Entries taken from a collection:
= = =

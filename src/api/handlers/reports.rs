//! Sighting report handlers: ingestion and list endpoints.

use axum::extract::{Query, State};
use axum::http::StatusCode;
use axum::response::IntoResponse;
use axum::routing::{get, post};
use axum::{Json, Router};
use chrono::{Duration, Utc};

use crate::api::dto::{
    clamp_limit, IngestRequest, ReportDto, ReportListResponse, ReportQuery, TopQuery, ZoneQuery,
};
use crate::app_state::AppState;
use crate::error::{ErrorResponse, TrackerError};
use crate::service::IngestSummary;

/// `POST /reports/ingest` — Ingest a batch of raw sighting records.
///
/// # Errors
///
/// Returns [`TrackerError`] only on state-level failures; individual bad
/// records are counted in the summary, not raised.
#[utoipa::path(
    post,
    path = "/api/v1/reports/ingest",
    tag = "Reports",
    summary = "Ingest raw sighting records",
    description = "Accepts a batch of raw sighting records from the report source. Duplicates (by external id) are skipped silently; malformed records are counted and dropped.",
    request_body = IngestRequest,
    responses(
        (status = 200, description = "Batch processed", body = IngestSummary),
    )
)]
pub async fn ingest_reports(
    State(state): State<AppState>,
    Json(req): Json<IngestRequest>,
) -> Result<impl IntoResponse, TrackerError> {
    let summary = state.ingest.ingest_sightings(&req.reports).await;
    Ok((StatusCode::OK, Json(summary)))
}

/// `GET /reports` — Recent reports with optional score filter.
///
/// # Errors
///
/// Returns [`TrackerError`] on store failure.
#[utoipa::path(
    get,
    path = "/api/v1/reports",
    tag = "Reports",
    summary = "List recent reports",
    params(ReportQuery),
    responses(
        (status = 200, description = "Recent reports, newest first", body = ReportListResponse),
    )
)]
pub async fn list_reports(
    State(state): State<AppState>,
    Query(params): Query<ReportQuery>,
) -> Result<impl IntoResponse, TrackerError> {
    let cutoff = Utc::now() - Duration::days(params.days.clamp(1, 365));
    let reports = state
        .store
        .recent_sightings(cutoff, params.min_score, clamp_limit(params.limit, 200))
        .await?;

    let reports: Vec<ReportDto> = reports.iter().map(ReportDto::from_report).collect();
    Ok(Json(ReportListResponse {
        count: reports.len(),
        reports,
    }))
}

/// `GET /reports/by-zone` — Reports filtered by magnetic zone.
///
/// # Errors
///
/// Returns [`TrackerError`] on store failure.
#[utoipa::path(
    get,
    path = "/api/v1/reports/by-zone",
    tag = "Reports",
    summary = "List reports by magnetic zone",
    description = "Filters reports by the |anomaly| < 100 nT zone boundary. Only reports with coordinates and a sampled anomaly participate.",
    params(ZoneQuery),
    responses(
        (status = 200, description = "Zone-filtered reports, best scores first", body = ReportListResponse),
    )
)]
pub async fn reports_by_zone(
    State(state): State<AppState>,
    Query(params): Query<ZoneQuery>,
) -> Result<impl IntoResponse, TrackerError> {
    let reports = state
        .store
        .sightings_by_zone(params.zone, clamp_limit(params.limit, 200))
        .await?;

    let reports: Vec<ReportDto> = reports.iter().map(ReportDto::from_report).collect();
    Ok(Json(ReportListResponse {
        count: reports.len(),
        reports,
    }))
}

/// `GET /reports/top` — Highest-scoring reports with breakdowns.
///
/// # Errors
///
/// Returns [`TrackerError`] on store failure.
#[utoipa::path(
    get,
    path = "/api/v1/reports/top",
    tag = "Reports",
    summary = "List top-scoring reports",
    params(TopQuery),
    responses(
        (status = 200, description = "Top reports with score breakdowns", body = ReportListResponse),
        (status = 400, description = "Invalid parameters", body = ErrorResponse),
    )
)]
pub async fn top_reports(
    State(state): State<AppState>,
    Query(params): Query<TopQuery>,
) -> Result<impl IntoResponse, TrackerError> {
    let reports = state
        .store
        .top_sightings(params.min_score, clamp_limit(params.limit, 100))
        .await?;

    let reports: Vec<ReportDto> = reports.iter().map(ReportDto::with_breakdown).collect();
    Ok(Json(ReportListResponse {
        count: reports.len(),
        reports,
    }))
}

/// Report routes.
pub fn routes() -> Router<AppState> {
    Router::new()
        .route("/reports/ingest", post(ingest_reports))
        .route("/reports", get(list_reports))
        .route("/reports/by-zone", get(reports_by_zone))
        .route("/reports/top", get(top_reports))
}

= = =

Brief » Where does the string "ZoneQuery" appear in the records above? Show every line that holds it.

Solution »
    clamp_limit, IngestRequest, ReportDto, ReportListResponse, ReportQuery, TopQuery, ZoneQuery,
    params(ZoneQuery),
    Query(params): Query<ZoneQuery>,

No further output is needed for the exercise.